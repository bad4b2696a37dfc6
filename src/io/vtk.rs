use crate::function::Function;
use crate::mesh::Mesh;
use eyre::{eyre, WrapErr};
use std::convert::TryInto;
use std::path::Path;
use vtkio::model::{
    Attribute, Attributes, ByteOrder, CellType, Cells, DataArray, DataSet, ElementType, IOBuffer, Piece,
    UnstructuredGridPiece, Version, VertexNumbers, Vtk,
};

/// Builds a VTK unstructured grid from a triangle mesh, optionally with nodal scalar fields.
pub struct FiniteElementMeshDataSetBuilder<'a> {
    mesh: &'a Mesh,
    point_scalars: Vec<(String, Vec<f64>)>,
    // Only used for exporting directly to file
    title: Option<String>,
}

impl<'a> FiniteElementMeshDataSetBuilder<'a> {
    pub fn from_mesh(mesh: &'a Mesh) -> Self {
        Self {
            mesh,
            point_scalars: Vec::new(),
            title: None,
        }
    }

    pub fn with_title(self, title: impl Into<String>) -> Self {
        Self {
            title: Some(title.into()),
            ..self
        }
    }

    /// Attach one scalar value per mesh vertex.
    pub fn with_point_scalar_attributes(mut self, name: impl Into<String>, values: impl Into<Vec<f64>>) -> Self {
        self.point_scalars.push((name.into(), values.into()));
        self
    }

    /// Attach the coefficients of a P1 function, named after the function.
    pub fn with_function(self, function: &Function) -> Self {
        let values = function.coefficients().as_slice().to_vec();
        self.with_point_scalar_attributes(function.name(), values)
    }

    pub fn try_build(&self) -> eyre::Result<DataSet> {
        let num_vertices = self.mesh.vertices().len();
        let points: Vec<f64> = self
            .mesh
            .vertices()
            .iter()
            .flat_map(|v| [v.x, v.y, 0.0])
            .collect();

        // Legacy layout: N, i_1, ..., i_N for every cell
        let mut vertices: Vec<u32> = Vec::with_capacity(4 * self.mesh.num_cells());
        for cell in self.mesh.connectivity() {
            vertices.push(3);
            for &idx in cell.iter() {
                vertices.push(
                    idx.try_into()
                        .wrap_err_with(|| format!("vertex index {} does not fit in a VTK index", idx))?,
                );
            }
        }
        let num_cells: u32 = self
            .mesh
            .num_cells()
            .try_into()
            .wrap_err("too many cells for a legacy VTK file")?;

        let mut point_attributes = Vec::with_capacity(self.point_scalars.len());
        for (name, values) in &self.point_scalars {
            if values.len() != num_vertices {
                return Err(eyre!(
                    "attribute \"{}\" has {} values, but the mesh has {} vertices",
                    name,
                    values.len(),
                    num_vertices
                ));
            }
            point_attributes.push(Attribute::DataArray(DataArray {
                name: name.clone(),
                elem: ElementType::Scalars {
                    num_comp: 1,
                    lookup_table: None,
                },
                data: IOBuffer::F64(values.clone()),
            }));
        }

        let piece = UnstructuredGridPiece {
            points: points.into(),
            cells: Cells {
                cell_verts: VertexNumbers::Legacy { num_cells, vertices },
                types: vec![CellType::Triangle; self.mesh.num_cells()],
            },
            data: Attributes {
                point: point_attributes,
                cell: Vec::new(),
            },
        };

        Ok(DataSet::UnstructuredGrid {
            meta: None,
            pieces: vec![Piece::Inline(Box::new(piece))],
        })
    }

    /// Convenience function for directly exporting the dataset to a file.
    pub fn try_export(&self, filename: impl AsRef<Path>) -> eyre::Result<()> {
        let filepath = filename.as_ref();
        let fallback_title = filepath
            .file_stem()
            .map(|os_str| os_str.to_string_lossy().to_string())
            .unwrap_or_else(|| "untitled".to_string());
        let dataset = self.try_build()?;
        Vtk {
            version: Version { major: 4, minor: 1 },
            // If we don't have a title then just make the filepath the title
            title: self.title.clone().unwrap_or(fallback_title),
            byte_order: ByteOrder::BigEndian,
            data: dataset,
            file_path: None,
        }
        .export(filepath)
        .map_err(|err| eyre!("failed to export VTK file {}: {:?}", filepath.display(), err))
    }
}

# # # # # # #

Your objective
Copy out all lines of the material above in which "points" occurs.

Exercise output
        let points: Vec<f64> = self
            points: points.into(),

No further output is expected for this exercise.